Go through the data below line by line and count those containing the word "Completed". Reply with the count only.

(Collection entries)
=-=-=-=-=

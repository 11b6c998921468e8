//! Slack Web API client for posting and updating status messages.

use std::fmt;

use ci_status_core::{
    Error, Result,
    dispatch::{Message, MessageApi},
};
use serde::Deserialize;
use serde_json::{Value, json};

const SLACK_API_BASE: &str = "https://slack.com/api";

#[derive(Clone)]
pub struct SlackClient {
    http: reqwest::Client,
    bot_token: String,
}

impl fmt::Debug for SlackClient {
    fn fmt(&self, f: &mut fmt::Formatter<'_>) -> fmt::Result {
        f.debug_struct("SlackClient").finish_non_exhaustive()
    }
}

#[derive(Debug, Deserialize)]
struct SlackApiResponse {
    ok: bool,
    #[serde(default)]
    error: Option<String>,
    #[serde(default)]
    ts: Option<String>,
}

/// Request body for `chat.postMessage`, or `chat.update` when `ts` is set.
fn message_body(message: &Message, ts: Option<&str>) -> Value {
    let mut body = json!({
        "channel": message.channel,
        "text": message.text,
        "blocks": message.blocks,
        "unfurl_links": false,
        "unfurl_media": false,
    });
    if let Some(ts) = ts {
        body["ts"] = json!(ts);
    }
    body
}

impl SlackClient {
    pub fn new(bot_token: String) -> Self { Self { http: reqwest::Client::new(), bot_token } }

    pub async fn post_message(&self, message: &Message) -> Result<String> {
        tracing::debug!(channel = %message.channel, "Posting message");
        let resp = self.call_bot_api("chat.postMessage", &message_body(message, None)).await?;
        resp.ts.ok_or_else(|| Error::Dispatch("chat.postMessage response missing 'ts'".into()))
    }

    pub async fn update_message(&self, ts: &str, message: &Message) -> Result<String> {
        tracing::debug!(channel = %message.channel, ts, "Updating message");
        let resp = self.call_bot_api("chat.update", &message_body(message, Some(ts))).await?;
        resp.ts.ok_or_else(|| Error::Dispatch("chat.update response missing 'ts'".into()))
    }

    async fn call_bot_api(&self, method: &str, body: &Value) -> Result<SlackApiResponse> {
        let resp = self
            .http
            .post(format!("{SLACK_API_BASE}/{method}"))
            .bearer_auth(&self.bot_token)
            .json(body)
            .send()
            .await
            .map_err(|e| Error::Dispatch(format!("{method} request failed: {e}")))?;
        let api_resp: SlackApiResponse = resp
            .json()
            .await
            .map_err(|e| Error::Dispatch(format!("{method} response parse failed: {e}")))?;
        if !api_resp.ok {
            let error = api_resp.error.unwrap_or_else(|| "unknown".to_string());
            tracing::warn!(method, error = %error, "Slack API error");
            return Err(Error::Dispatch(error));
        }
        Ok(api_resp)
    }
}

impl MessageApi for SlackClient {
    async fn post(&self, message: &Message) -> Result<String> { self.post_message(message).await }

    async fn update(&self, message_id: &str, message: &Message) -> Result<String> {
        self.update_message(message_id, message).await
    }
}
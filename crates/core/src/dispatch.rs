use std::future::Future;

use serde_json::Value;

use crate::{
    Result,
    models::{Indicators, Job, PhaseStatus},
};

/// Slack rejects messages with more blocks than this.
pub const MAX_BLOCKS: usize = 49;

#[derive(Debug, Clone, Copy, Eq, PartialEq)]
pub enum ForcedOutcome {
    Failure,
    Success,
}

impl ForcedOutcome {
    /// Failure wins when both flags are set.
    pub fn from_flags(force_failure: bool, force_success: bool) -> Option<Self> {
        match (force_failure, force_success) {
            (true, _) => Some(Self::Failure),
            (false, true) => Some(Self::Success),
            (false, false) => None,
        }
    }

    pub fn status(&self) -> PhaseStatus {
        match self {
            Self::Failure => PhaseStatus::Failed,
            Self::Success => PhaseStatus::Completed,
        }
    }
}

/// Overwrites the status of the job named `current_job_id`.
/// Returns whether a job was found.
pub fn apply_forced_outcome(
    jobs: &mut [Job],
    current_job_id: &str,
    outcome: ForcedOutcome,
    indicators: &Indicators,
) -> bool {
    let Some(job) = jobs.iter_mut().find(|job| job.phase.name == current_job_id) else {
        return false;
    };
    let status = outcome.status();
    job.phase.status = status;
    job.phase.indicator = indicators.get(status).to_string();
    true
}

#[derive(Debug, Clone, PartialEq)]
pub struct Message {
    pub channel: String,
    /// Plain-text fallback shown in notifications.
    pub text: String,
    pub blocks: Vec<Value>,
}

/// Chat platform operations. Both return the message id.
pub trait MessageApi {
    fn post(&self, message: &Message) -> impl Future<Output = Result<String>> + Send;

    fn update(&self, message_id: &str, message: &Message) -> impl Future<Output = Result<String>> + Send;
}

/// Drops blocks past [`MAX_BLOCKS`].
pub fn truncate_blocks(blocks: &mut Vec<Value>) {
    if blocks.len() > MAX_BLOCKS {
        tracing::debug!("Dropping {} blocks", blocks.len() - MAX_BLOCKS);
        blocks.truncate(MAX_BLOCKS);
    }
}

/// Updates the message when a prior id is given, posts a new one otherwise.
pub async fn dispatch<A: MessageApi>(
    api: &A,
    message_id: Option<&str>,
    mut message: Message,
) -> Result<String> {
    truncate_blocks(&mut message.blocks);
    match message_id.map(str::trim).filter(|id| !id.is_empty()) {
        Some(id) => {
            tracing::info!("Updating message {} in {}", id, message.channel);
            api.update(id, &message).await
        }
        None => {
            tracing::info!("Posting message to {}", message.channel);
            api.post(&message).await
        }
    }
}

#[cfg(test)]
mod tests {
    use std::sync::Mutex;

    use serde_json::json;

    use super::*;
    use crate::models::Phase;

    #[derive(Default)]
    struct Recorder {
        posts: Mutex<Vec<Message>>,
        updates: Mutex<Vec<(String, Message)>>,
    }

    impl MessageApi for Recorder {
        async fn post(&self, message: &Message) -> Result<String> {
            self.posts.lock().unwrap().push(message.clone());
            Ok("1700000000.000100".to_string())
        }

        async fn update(&self, message_id: &str, message: &Message) -> Result<String> {
            self.updates.lock().unwrap().push((message_id.to_string(), message.clone()));
            Ok(message_id.to_string())
        }
    }

    fn message(blocks: usize) -> Message {
        Message {
            channel: "C123".into(),
            text: "Testing".into(),
            blocks: (0..blocks).map(|i| json!({"type": "section", "block_id": i})).collect(),
        }
    }

    fn job(name: &str, status: PhaseStatus) -> Job {
        let indicators = Indicators::default();
        Job {
            phase: Phase { name: name.into(), status, indicator: indicators.get(status).into() },
            steps: vec![],
        }
    }

    #[tokio::test]
    async fn test_dispatch_updates_with_message_id() {
        let api = Recorder::default();
        let id = dispatch(&api, Some("1690000000.000200"), message(2)).await.unwrap();
        assert_eq!(id, "1690000000.000200");
        assert!(api.posts.lock().unwrap().is_empty());
        let updates = api.updates.lock().unwrap();
        assert_eq!(updates.len(), 1);
        assert_eq!(updates[0].0, "1690000000.000200");
    }

    #[tokio::test]
    async fn test_dispatch_posts_without_message_id() {
        for message_id in [None, Some(""), Some("  ")] {
            let api = Recorder::default();
            let id = dispatch(&api, message_id, message(2)).await.unwrap();
            assert_eq!(id, "1700000000.000100");
            assert_eq!(api.posts.lock().unwrap().len(), 1);
            assert!(api.updates.lock().unwrap().is_empty());
        }
    }

    #[tokio::test]
    async fn test_dispatch_truncates_blocks() {
        let api = Recorder::default();
        dispatch(&api, None, message(60)).await.unwrap();
        let posts = api.posts.lock().unwrap();
        let blocks = &posts[0].blocks;
        assert_eq!(blocks.len(), MAX_BLOCKS);
        assert_eq!(blocks.first(), Some(&json!({"type": "section", "block_id": 0})));
        assert_eq!(blocks.last(), Some(&json!({"type": "section", "block_id": 48})));
    }

    #[test]
    fn test_truncate_blocks() {
        for (count, expected) in [(0, 0), (48, 48), (49, 49), (50, 49), (200, 49)] {
            let mut blocks = message(count).blocks;
            truncate_blocks(&mut blocks);
            assert_eq!(blocks.len(), expected, "{count}");
        }
    }

    #[test]
    fn test_forced_failure() {
        let indicators = Indicators::default();
        let mut jobs = vec![job("setup", PhaseStatus::Completed), job("notify", PhaseStatus::Running)];
        let before = jobs[0].clone();
        assert!(apply_forced_outcome(&mut jobs, "notify", ForcedOutcome::Failure, &indicators));
        assert_eq!(jobs[0], before);
        assert_eq!(jobs[1].phase.status, PhaseStatus::Failed);
        assert_eq!(jobs[1].phase.indicator, ":x:");
    }

    #[test]
    fn test_forced_success() {
        let indicators = Indicators::default();
        let mut jobs = vec![job("notify", PhaseStatus::Running)];
        assert!(apply_forced_outcome(&mut jobs, "notify", ForcedOutcome::Success, &indicators));
        assert_eq!(jobs[0].phase.status, PhaseStatus::Completed);
        assert_eq!(jobs[0].phase.indicator, ":white_check_mark:");
    }

    #[test]
    fn test_forced_outcome_without_match() {
        let indicators = Indicators::default();
        let mut jobs = vec![job("setup", PhaseStatus::Running)];
        let before = jobs.clone();
        assert!(!apply_forced_outcome(&mut jobs, "notify", ForcedOutcome::Failure, &indicators));
        assert_eq!(jobs, before);
    }

    #[test]
    fn test_forced_outcome_from_flags() {
        assert_eq!(ForcedOutcome::from_flags(false, false), None);
        assert_eq!(ForcedOutcome::from_flags(true, false), Some(ForcedOutcome::Failure));
        assert_eq!(ForcedOutcome::from_flags(false, true), Some(ForcedOutcome::Success));
        assert_eq!(ForcedOutcome::from_flags(true, true), Some(ForcedOutcome::Failure));
    }
}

=-=-=-=-=

▶ **Task solution**: 3